Copy each line from the data that has the word "KbChangeKind" in it.

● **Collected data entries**
# # # # # # #
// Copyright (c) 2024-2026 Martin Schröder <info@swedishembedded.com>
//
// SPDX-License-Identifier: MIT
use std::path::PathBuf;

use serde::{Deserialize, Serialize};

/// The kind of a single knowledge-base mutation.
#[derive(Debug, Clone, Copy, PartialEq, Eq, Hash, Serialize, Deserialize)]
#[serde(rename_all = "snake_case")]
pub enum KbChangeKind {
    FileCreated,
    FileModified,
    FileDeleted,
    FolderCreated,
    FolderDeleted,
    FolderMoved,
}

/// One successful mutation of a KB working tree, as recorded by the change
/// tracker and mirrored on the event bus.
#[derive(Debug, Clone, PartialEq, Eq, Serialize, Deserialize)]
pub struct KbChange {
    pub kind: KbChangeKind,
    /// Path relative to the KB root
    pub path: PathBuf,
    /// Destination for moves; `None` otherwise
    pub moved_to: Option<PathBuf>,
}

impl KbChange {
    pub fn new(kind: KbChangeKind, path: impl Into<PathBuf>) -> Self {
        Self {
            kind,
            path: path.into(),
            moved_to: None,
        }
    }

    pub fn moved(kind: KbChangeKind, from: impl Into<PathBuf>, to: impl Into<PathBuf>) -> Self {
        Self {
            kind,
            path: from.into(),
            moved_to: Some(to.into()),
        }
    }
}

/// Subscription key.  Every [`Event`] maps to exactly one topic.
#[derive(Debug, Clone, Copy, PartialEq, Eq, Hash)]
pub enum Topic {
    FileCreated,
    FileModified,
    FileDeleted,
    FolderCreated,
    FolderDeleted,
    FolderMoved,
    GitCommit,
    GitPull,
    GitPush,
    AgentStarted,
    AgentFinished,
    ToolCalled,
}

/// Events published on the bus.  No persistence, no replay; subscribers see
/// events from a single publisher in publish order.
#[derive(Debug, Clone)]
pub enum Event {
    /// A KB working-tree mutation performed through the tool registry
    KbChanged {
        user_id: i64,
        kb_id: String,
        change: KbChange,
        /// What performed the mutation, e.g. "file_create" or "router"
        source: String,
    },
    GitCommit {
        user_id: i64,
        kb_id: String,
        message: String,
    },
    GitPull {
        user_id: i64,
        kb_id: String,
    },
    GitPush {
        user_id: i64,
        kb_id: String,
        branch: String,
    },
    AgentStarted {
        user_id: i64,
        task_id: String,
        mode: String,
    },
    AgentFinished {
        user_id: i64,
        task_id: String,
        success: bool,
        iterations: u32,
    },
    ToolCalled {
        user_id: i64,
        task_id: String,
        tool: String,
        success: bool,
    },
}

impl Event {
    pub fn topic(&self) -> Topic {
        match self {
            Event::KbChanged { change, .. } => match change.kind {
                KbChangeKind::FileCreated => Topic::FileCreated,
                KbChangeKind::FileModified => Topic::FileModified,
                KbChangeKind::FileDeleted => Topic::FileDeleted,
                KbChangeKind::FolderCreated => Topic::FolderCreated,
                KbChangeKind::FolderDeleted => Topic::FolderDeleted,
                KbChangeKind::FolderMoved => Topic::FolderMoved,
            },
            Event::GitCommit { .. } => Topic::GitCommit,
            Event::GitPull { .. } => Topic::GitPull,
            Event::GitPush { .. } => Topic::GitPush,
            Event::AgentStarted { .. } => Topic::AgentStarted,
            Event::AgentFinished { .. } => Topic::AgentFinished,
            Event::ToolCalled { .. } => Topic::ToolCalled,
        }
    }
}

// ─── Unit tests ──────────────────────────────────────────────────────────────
# # # # # # #
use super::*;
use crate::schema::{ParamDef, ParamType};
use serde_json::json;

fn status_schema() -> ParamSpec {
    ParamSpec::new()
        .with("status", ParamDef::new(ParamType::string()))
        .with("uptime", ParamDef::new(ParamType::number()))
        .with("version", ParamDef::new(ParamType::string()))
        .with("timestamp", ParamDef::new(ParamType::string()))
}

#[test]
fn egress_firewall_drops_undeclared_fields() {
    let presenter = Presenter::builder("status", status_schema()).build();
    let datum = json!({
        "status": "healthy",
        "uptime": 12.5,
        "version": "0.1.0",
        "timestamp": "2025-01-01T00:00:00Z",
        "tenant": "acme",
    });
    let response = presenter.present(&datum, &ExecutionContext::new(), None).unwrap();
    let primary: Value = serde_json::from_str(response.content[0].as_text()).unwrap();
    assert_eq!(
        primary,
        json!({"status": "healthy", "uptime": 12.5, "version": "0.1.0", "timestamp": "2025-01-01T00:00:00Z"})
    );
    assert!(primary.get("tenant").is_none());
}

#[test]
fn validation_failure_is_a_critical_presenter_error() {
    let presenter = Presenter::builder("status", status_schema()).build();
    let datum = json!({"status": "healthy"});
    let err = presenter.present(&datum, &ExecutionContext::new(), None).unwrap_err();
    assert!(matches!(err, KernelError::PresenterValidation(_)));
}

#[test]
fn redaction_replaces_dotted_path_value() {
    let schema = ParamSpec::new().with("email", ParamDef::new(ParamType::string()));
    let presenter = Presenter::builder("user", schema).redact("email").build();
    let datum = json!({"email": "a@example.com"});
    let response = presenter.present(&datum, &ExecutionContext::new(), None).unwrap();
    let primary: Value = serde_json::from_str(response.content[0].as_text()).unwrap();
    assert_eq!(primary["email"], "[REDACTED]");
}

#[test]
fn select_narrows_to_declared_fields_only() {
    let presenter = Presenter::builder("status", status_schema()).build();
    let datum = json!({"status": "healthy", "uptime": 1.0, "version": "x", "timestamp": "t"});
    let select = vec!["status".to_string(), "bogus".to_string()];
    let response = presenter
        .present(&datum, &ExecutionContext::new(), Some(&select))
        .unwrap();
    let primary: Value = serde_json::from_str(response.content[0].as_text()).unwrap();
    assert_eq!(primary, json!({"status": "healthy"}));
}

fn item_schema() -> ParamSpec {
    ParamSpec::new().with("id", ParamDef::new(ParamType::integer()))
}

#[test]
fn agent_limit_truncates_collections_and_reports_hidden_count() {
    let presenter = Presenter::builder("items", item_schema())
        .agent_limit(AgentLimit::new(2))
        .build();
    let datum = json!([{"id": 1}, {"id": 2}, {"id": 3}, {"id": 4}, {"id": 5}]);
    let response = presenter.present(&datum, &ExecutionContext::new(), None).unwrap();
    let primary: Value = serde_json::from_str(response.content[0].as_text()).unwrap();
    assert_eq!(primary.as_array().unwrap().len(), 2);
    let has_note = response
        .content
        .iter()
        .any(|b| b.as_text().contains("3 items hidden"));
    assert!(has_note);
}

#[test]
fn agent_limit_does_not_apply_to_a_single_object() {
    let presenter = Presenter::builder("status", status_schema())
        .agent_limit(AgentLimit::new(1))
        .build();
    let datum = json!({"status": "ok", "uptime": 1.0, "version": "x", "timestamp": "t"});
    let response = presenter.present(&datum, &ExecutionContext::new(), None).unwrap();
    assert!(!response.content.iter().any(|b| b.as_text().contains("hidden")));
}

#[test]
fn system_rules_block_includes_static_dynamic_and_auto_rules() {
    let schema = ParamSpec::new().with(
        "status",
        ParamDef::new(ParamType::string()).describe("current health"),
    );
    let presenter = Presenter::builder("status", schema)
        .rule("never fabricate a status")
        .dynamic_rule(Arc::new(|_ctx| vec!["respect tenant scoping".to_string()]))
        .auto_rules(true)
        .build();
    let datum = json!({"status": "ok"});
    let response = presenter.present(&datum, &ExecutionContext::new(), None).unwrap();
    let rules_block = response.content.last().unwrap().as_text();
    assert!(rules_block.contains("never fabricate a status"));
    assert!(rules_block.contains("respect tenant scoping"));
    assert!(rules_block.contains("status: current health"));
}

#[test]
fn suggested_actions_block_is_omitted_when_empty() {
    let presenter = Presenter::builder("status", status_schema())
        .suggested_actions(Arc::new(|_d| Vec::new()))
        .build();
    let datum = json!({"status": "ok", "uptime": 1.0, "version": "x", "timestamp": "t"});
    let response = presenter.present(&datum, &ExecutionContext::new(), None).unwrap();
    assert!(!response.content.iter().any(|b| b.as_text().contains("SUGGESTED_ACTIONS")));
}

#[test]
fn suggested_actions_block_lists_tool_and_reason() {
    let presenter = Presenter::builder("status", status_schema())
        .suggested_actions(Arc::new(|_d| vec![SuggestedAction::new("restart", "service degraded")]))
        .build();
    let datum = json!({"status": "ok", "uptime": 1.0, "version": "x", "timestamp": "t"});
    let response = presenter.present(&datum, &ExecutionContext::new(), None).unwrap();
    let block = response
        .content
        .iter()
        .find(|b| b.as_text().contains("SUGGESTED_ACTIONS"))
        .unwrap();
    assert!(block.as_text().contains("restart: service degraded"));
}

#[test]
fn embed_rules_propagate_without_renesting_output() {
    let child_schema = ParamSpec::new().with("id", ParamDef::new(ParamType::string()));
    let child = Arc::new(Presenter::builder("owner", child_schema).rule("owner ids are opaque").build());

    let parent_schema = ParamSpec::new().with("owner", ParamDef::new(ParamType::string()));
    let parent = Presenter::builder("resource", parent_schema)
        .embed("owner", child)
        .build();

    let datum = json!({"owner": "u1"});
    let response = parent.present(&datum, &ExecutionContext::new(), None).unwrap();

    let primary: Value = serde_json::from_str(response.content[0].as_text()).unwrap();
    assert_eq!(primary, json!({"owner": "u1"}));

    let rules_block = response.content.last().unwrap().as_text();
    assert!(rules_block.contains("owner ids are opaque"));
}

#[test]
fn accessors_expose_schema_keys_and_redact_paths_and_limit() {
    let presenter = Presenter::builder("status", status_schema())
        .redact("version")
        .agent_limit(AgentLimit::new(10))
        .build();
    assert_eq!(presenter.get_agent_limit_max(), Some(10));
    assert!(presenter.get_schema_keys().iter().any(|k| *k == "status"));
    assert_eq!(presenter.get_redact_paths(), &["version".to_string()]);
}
# # # # # # #
● **WRITTEN REPLY**
pub enum KbChangeKind {
    pub kind: KbChangeKind,
    pub fn new(kind: KbChangeKind, path: impl Into<PathBuf>) -> Self {
    pub fn moved(kind: KbChangeKind, from: impl Into<PathBuf>, to: impl Into<PathBuf>) -> Self {
                KbChangeKind::FileCreated => Topic::FileCreated,
                KbChangeKind::FileModified => Topic::FileModified,
                KbChangeKind::FileDeleted => Topic::FileDeleted,
                KbChangeKind::FolderCreated => Topic::FolderCreated,
                KbChangeKind::FolderDeleted => Topic::FolderDeleted,
                KbChangeKind::FolderMoved => Topic::FolderMoved,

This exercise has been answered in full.